**SOURCE RECORDS**
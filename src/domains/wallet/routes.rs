// Wallet domain routes
// 지갑 도메인 라우터
use axum::{routing::{get, post}, Router};
use crate::domains::wallet::handlers::wallet_handler;
use crate::shared::services::AppState;

/// Create wallet router
/// 지갑 라우터 생성
pub fn create_wallet_router() -> Router<AppState> {
    Router::new()
        .route("/", post(wallet_handler::perform_operation))
        .route("/:wallet_id", get(wallet_handler::get_balance))
}
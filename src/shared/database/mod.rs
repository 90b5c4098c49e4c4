// Database module
pub mod connection;
pub mod store;
pub mod memory;
pub mod repositories;

pub use connection::*;
pub use store::*;
pub use memory::*;
pub use repositories::*;
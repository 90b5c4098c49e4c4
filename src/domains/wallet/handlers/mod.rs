// Wallet domain handlers
pub mod wallet_handler;
// Wallet domain models
pub mod wallet;
pub mod operation;
pub mod dto;

pub use wallet::*;
pub use operation::*;
pub use dto::*;
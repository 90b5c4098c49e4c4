// 라우팅 설정: 모든 도메인의 라우터를 조합
// Routes module: combines all domain routers

use axum::Router;
use axum::http::{HeaderValue, Method};
use anyhow::{Context, Result};
use tower_http::cors::{Any, CorsLayer};
use tower_http::trace::TraceLayer;
use utoipa::OpenApi;
use utoipa_swagger_ui::SwaggerUi;
use crate::shared::services::AppState;

// 각 도메인의 routes import
use crate::domains::wallet::routes::create_wallet_router;
use crate::domains::wallet::models::*;

// OpenAPI 스키마 정의: Swagger 문서 자동 생성
#[derive(OpenApi)]
#[openapi(
    paths(
        crate::domains::wallet::handlers::wallet_handler::get_balance,
        crate::domains::wallet::handlers::wallet_handler::perform_operation
    ),
    components(schemas(
        OperationRequest,
        OperationResponse,
        OperationType,
        WalletBalanceResponse,
        ErrorResponse
    )),
    tags(
        (name = "Wallets", description = "Wallet balance and deposit/withdraw endpoints")
    ),
    info(
        title = "Wallet API",
        description = "Wallet ledger: balance lookup and deposit/withdraw operations",
        version = "1.0.0"
    )
)]
pub struct ApiDoc;

/// Create main router (combines all domain routers)
/// 메인 라우터 생성 (모든 도메인 라우터 조합)
pub fn create_router() -> Router<AppState> {
    Router::new()
        .nest("/api/v1/wallets", create_wallet_router())
}

/// 전체 애플리케이션 생성 (라우터 + Swagger + CORS + 요청 로깅)
/// Build the full application
///
/// cors_allowed_origin 이 없으면 모든 Origin 허용
pub fn create_app(app_state: AppState, cors_allowed_origin: Option<&str>) -> Result<Router> {
    let cors = CorsLayer::new()
        .allow_methods([Method::GET, Method::POST, Method::OPTIONS])
        .allow_headers([
            axum::http::header::CONTENT_TYPE,
            axum::http::header::ACCEPT,
        ]);
    let cors = match cors_allowed_origin {
        Some(origin) => cors.allow_origin(
            origin
                .parse::<HeaderValue>()
                .with_context(|| format!("Invalid CORS_ALLOWED_ORIGIN: {}", origin))?,
        ),
        None => cors.allow_origin(Any),
    };

    Ok(Router::new()
        .merge(create_router())
        .merge(
            SwaggerUi::new("/swagger-ui")
                .url("/api-docs/openapi.json", ApiDoc::openapi())
        )
        .layer(cors)
        .layer(TraceLayer::new_for_http())
        .with_state(app_state))
}
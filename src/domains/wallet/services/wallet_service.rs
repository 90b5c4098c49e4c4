use std::sync::Arc;
use std::time::Duration;
use uuid::Uuid;
use crate::domains::wallet::models::{Amount, OperationType, Wallet};
use crate::shared::database::{SaveOutcome, WalletStore};
use crate::shared::errors::WalletError;

/// 충돌 후 재시도 전 대기 시간 (시도 횟수만큼 선형 증가)
const RETRY_BACKOFF: Duration = Duration::from_millis(5);

/// 적용된 연산 결과
/// Result of a successfully applied operation
#[derive(Debug, Clone, PartialEq)]
pub struct AppliedOperation {
    pub operation: OperationType,
    pub amount: Amount,
    /// 저장된 지갑 (새 잔액, 새 version)
    pub wallet: Wallet,
}

/// 지갑 서비스 (잔액 연산 엔진)
/// WalletService: validates and applies balance operations
///
/// 처리 순서 (applyOperation):
/// 1. 지갑 조회 (없으면 NotFound)
/// 2. 연산 종류 정규화 (대소문자 무관, 모르는 값이면 InvalidOperationType)
/// 3. WITHDRAW: balance < amount 이면 InsufficientFunds, 아니면 차감
/// 4. DEPOSIT: 가산
/// 5. version 조건부 저장
///
/// 5번에서 VersionConflict가 나면 1번부터 다시 수행합니다 (최대 max_retries 회).
/// 비즈니스 규칙 실패(2, 3번)는 재시도하지 않고, 저장 에러 시 메모리상의 변경은 버립니다.
#[derive(Clone)]
pub struct WalletService {
    store: Arc<dyn WalletStore>,
    max_retries: u32,
}

impl WalletService {
    /// 생성자
    /// Constructor
    pub fn new(store: Arc<dyn WalletStore>, max_retries: u32) -> Self {
        Self {
            store,
            max_retries: max_retries.max(1),
        }
    }

    /// 지갑 조회 (ID로)
    /// Get wallet by ID
    pub async fn get_wallet(&self, wallet_id: Uuid) -> Result<Wallet, WalletError> {
        let wallet = self
            .store
            .get(wallet_id)
            .await
            .map_err(|e| {
                tracing::error!(%wallet_id, "Failed to fetch wallet: {:#}", e);
                WalletError::DatabaseError(format!("Failed to fetch wallet: {}", e))
            })?;

        wallet.ok_or(WalletError::NotFound { id: wallet_id })
    }

    /// 지갑 잔액 조회
    /// Get wallet balance
    pub async fn get_balance(&self, wallet_id: Uuid) -> Result<f64, WalletError> {
        Ok(self.get_wallet(wallet_id).await?.balance)
    }

    /// 잔액 변경 연산 수행
    /// Apply a DEPOSIT / WITHDRAW operation
    pub async fn apply_operation(
        &self,
        wallet_id: Uuid,
        operation_type: &str,
        amount: Amount,
    ) -> Result<AppliedOperation, WalletError> {
        for attempt in 1..=self.max_retries {
            // 1. 지갑 조회
            let mut wallet = self.get_wallet(wallet_id).await?;

            // 2. 연산 종류 정규화
            let operation: OperationType = operation_type.parse()?;

            // 3~4. 메모리상 잔액 변경 (실패 시 저장하지 않음)
            if let Err(e) = wallet.apply(operation, amount) {
                tracing::debug!(%wallet_id, %operation, amount = amount.value(), "Operation rejected: {}", e);
                return Err(e);
            }

            // 5. 조건부 저장
            let outcome = self.store.save(&wallet).await.map_err(|e| {
                tracing::error!(%wallet_id, %operation, "Failed to save wallet: {:#}", e);
                WalletError::DatabaseError(format!("Failed to save wallet: {}", e))
            })?;

            match outcome {
                SaveOutcome::Saved(saved) => {
                    tracing::info!(
                        %wallet_id,
                        %operation,
                        amount = amount.value(),
                        balance = saved.balance,
                        version = saved.version,
                        "Operation applied"
                    );
                    return Ok(AppliedOperation {
                        operation,
                        amount,
                        wallet: saved,
                    });
                }
                SaveOutcome::VersionConflict => {
                    tracing::warn!(
                        %wallet_id,
                        attempt,
                        max_retries = self.max_retries,
                        "Version conflict while saving wallet, retrying"
                    );
                    if attempt < self.max_retries {
                        tokio::time::sleep(RETRY_BACKOFF * attempt).await;
                    }
                }
            }
        }

        tracing::error!(%wallet_id, "Giving up after {} version conflicts", self.max_retries);
        Err(WalletError::ConcurrentModification { id: wallet_id })
    }
}

#[cfg(test)]
mod tests {
    use super::*;
    use crate::shared::database::InMemoryWalletStore;
    use anyhow::{anyhow, Result};
    use async_trait::async_trait;
    use std::sync::atomic::{AtomicUsize, Ordering};

    /// save 호출 횟수를 세고, 앞의 N번은 충돌 또는 에러를 돌려주는 테스트용 저장소
    struct TestStore {
        inner: InMemoryWalletStore,
        saves: AtomicUsize,
        conflicts_left: AtomicUsize,
        fail_saves: bool,
    }

    impl TestStore {
        fn new(wallets: Vec<Wallet>) -> Self {
            Self {
                inner: InMemoryWalletStore::with_wallets(wallets),
                saves: AtomicUsize::new(0),
                conflicts_left: AtomicUsize::new(0),
                fail_saves: false,
            }
        }

        fn with_conflicts(mut self, n: usize) -> Self {
            self.conflicts_left = AtomicUsize::new(n);
            self
        }

        fn failing(mut self) -> Self {
            self.fail_saves = true;
            self
        }

        fn save_count(&self) -> usize {
            self.saves.load(Ordering::SeqCst)
        }
    }

    #[async_trait]
    impl WalletStore for TestStore {
        async fn get(&self, id: Uuid) -> Result<Option<Wallet>> {
            self.inner.get(id).await
        }

        async fn save(&self, wallet: &Wallet) -> Result<SaveOutcome> {
            self.saves.fetch_add(1, Ordering::SeqCst);
            if self.fail_saves {
                return Err(anyhow!("connection reset"));
            }
            let left = self.conflicts_left.load(Ordering::SeqCst);
            if left > 0 {
                self.conflicts_left.store(left - 1, Ordering::SeqCst);
                return Ok(SaveOutcome::VersionConflict);
            }
            self.inner.save(wallet).await
        }

        async fn insert(&self, wallet: &Wallet) -> Result<bool> {
            self.inner.insert(wallet).await
        }
    }

    fn setup(balance: f64) -> (Arc<TestStore>, WalletService, Uuid) {
        let wallet = Wallet::new(Uuid::new_v4(), balance);
        let id = wallet.id;
        let store = Arc::new(TestStore::new(vec![wallet]));
        let service = WalletService::new(store.clone(), 5);
        (store, service, id)
    }

    fn amount(value: f64) -> Amount {
        Amount::new(value).unwrap()
    }

    #[tokio::test]
    async fn test_get_balance() {
        let (_, service, id) = setup(5000.0);
        assert_eq!(service.get_balance(id).await.unwrap(), 5000.0);
    }

    #[tokio::test]
    async fn test_unknown_wallet_not_found() {
        let (store, service, _) = setup(100.0);
        let unknown = Uuid::new_v4();

        assert!(matches!(
            service.get_balance(unknown).await,
            Err(WalletError::NotFound { id }) if id == unknown
        ));
        assert!(matches!(
            service.apply_operation(unknown, "DEPOSIT", amount(1.0)).await,
            Err(WalletError::NotFound { .. })
        ));
        assert_eq!(store.save_count(), 0);
    }

    #[tokio::test]
    async fn test_deposit_saves_once() {
        for (balance, deposit) in [(1000.0, 500.0), (0.0, 0.25), (42.5, 7.5)] {
            let (store, service, id) = setup(balance);

            let applied = service.apply_operation(id, "DEPOSIT", amount(deposit)).await.unwrap();

            assert_eq!(applied.operation, OperationType::Deposit);
            assert_eq!(applied.wallet.balance, balance + deposit);
            assert_eq!(service.get_balance(id).await.unwrap(), balance + deposit);
            assert_eq!(store.save_count(), 1);
        }
    }

    #[tokio::test]
    async fn test_withdraw_within_balance() {
        for (balance, withdraw) in [(1000.0, 400.0), (300.0, 300.0)] {
            let (store, service, id) = setup(balance);

            let applied = service.apply_operation(id, "withdraw", amount(withdraw)).await.unwrap();

            assert_eq!(applied.operation, OperationType::Withdraw);
            assert_eq!(service.get_balance(id).await.unwrap(), balance - withdraw);
            assert_eq!(store.save_count(), 1);
        }
    }

    #[tokio::test]
    async fn test_deposit_overflow_not_saved() {
        let (store, service, id) = setup(f64::MAX);

        let err = service.apply_operation(id, "DEPOSIT", amount(f64::MAX)).await.unwrap_err();

        assert!(matches!(err, WalletError::MalformedRequest(_)));
        assert_eq!(service.get_balance(id).await.unwrap(), f64::MAX);
        assert_eq!(store.save_count(), 0);
    }

    #[tokio::test]
    async fn test_withdraw_over_balance_rejected() {
        let (store, service, id) = setup(300.0);

        let err = service.apply_operation(id, "WITHDRAW", amount(500.0)).await.unwrap_err();

        assert!(matches!(err, WalletError::InsufficientFunds { .. }));
        assert_eq!(err.to_string(), "Not enough balance");
        assert_eq!(service.get_balance(id).await.unwrap(), 300.0);
        assert_eq!(store.save_count(), 0);
    }

    #[tokio::test]
    async fn test_invalid_operation_type_rejected() {
        let (store, service, id) = setup(300.0);

        for op in ["TRANSFER", "", "deposit!"] {
            let err = service.apply_operation(id, op, amount(1.0)).await.unwrap_err();
            assert!(matches!(err, WalletError::InvalidOperationType { .. }));
        }
        assert_eq!(service.get_balance(id).await.unwrap(), 300.0);
        assert_eq!(store.save_count(), 0);
    }

    #[tokio::test]
    async fn test_retries_after_version_conflict() {
        let wallet = Wallet::new(Uuid::new_v4(), 100.0);
        let id = wallet.id;
        let store = Arc::new(TestStore::new(vec![wallet]).with_conflicts(2));
        let service = WalletService::new(store.clone(), 5);

        let applied = service.apply_operation(id, "DEPOSIT", amount(50.0)).await.unwrap();

        assert_eq!(applied.wallet.balance, 150.0);
        assert_eq!(applied.wallet.version, 1);
        assert_eq!(store.save_count(), 3);
    }

    #[tokio::test]
    async fn test_gives_up_after_max_retries() {
        let wallet = Wallet::new(Uuid::new_v4(), 100.0);
        let id = wallet.id;
        let store = Arc::new(TestStore::new(vec![wallet]).with_conflicts(10));
        let service = WalletService::new(store.clone(), 3);

        let err = service.apply_operation(id, "DEPOSIT", amount(50.0)).await.unwrap_err();

        assert!(matches!(err, WalletError::ConcurrentModification { .. }));
        assert_eq!(store.save_count(), 3);
        assert_eq!(service.get_balance(id).await.unwrap(), 100.0);
    }

    #[tokio::test]
    async fn test_save_failure_discards_change() {
        let wallet = Wallet::new(Uuid::new_v4(), 100.0);
        let id = wallet.id;
        let store = Arc::new(TestStore::new(vec![wallet]).failing());
        let service = WalletService::new(store.clone(), 5);

        let err = service.apply_operation(id, "DEPOSIT", amount(50.0)).await.unwrap_err();

        assert!(matches!(err, WalletError::DatabaseError(_)));
        // 저장 에러는 재시도하지 않음
        assert_eq!(store.save_count(), 1);
        assert_eq!(service.get_balance(id).await.unwrap(), 100.0);
    }
}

**EXERCISE**
If a line comes after the one with "Wallet domain handlers", leave it out; reproduce exactly every line of the material from the first up to and including that one.

**TASK OUTPUT**
filename src/domains/wallet/routes.rs
// Wallet domain routes
// 지갑 도메인 라우터
use axum::{routing::{get, post}, Router};
use crate::domains::wallet::handlers::wallet_handler;
use crate::shared::services::AppState;

/// Create wallet router
/// 지갑 라우터 생성
pub fn create_wallet_router() -> Router<AppState> {
    Router::new()
        .route("/", post(wallet_handler::perform_operation))
        .route("/:wallet_id", get(wallet_handler::get_balance))
}
filename src/shared/database/mod.rs
repository 90b5c4098c49e4c4
// Database module
pub mod connection;
pub mod store;
pub mod memory;
pub mod repositories;

pub use connection::*;
pub use store::*;
pub use memory::*;
pub use repositories::*;
repository 90b5c4098c49e4c4
filename src/domains/wallet/handlers/mod.rs
// Wallet domain handlers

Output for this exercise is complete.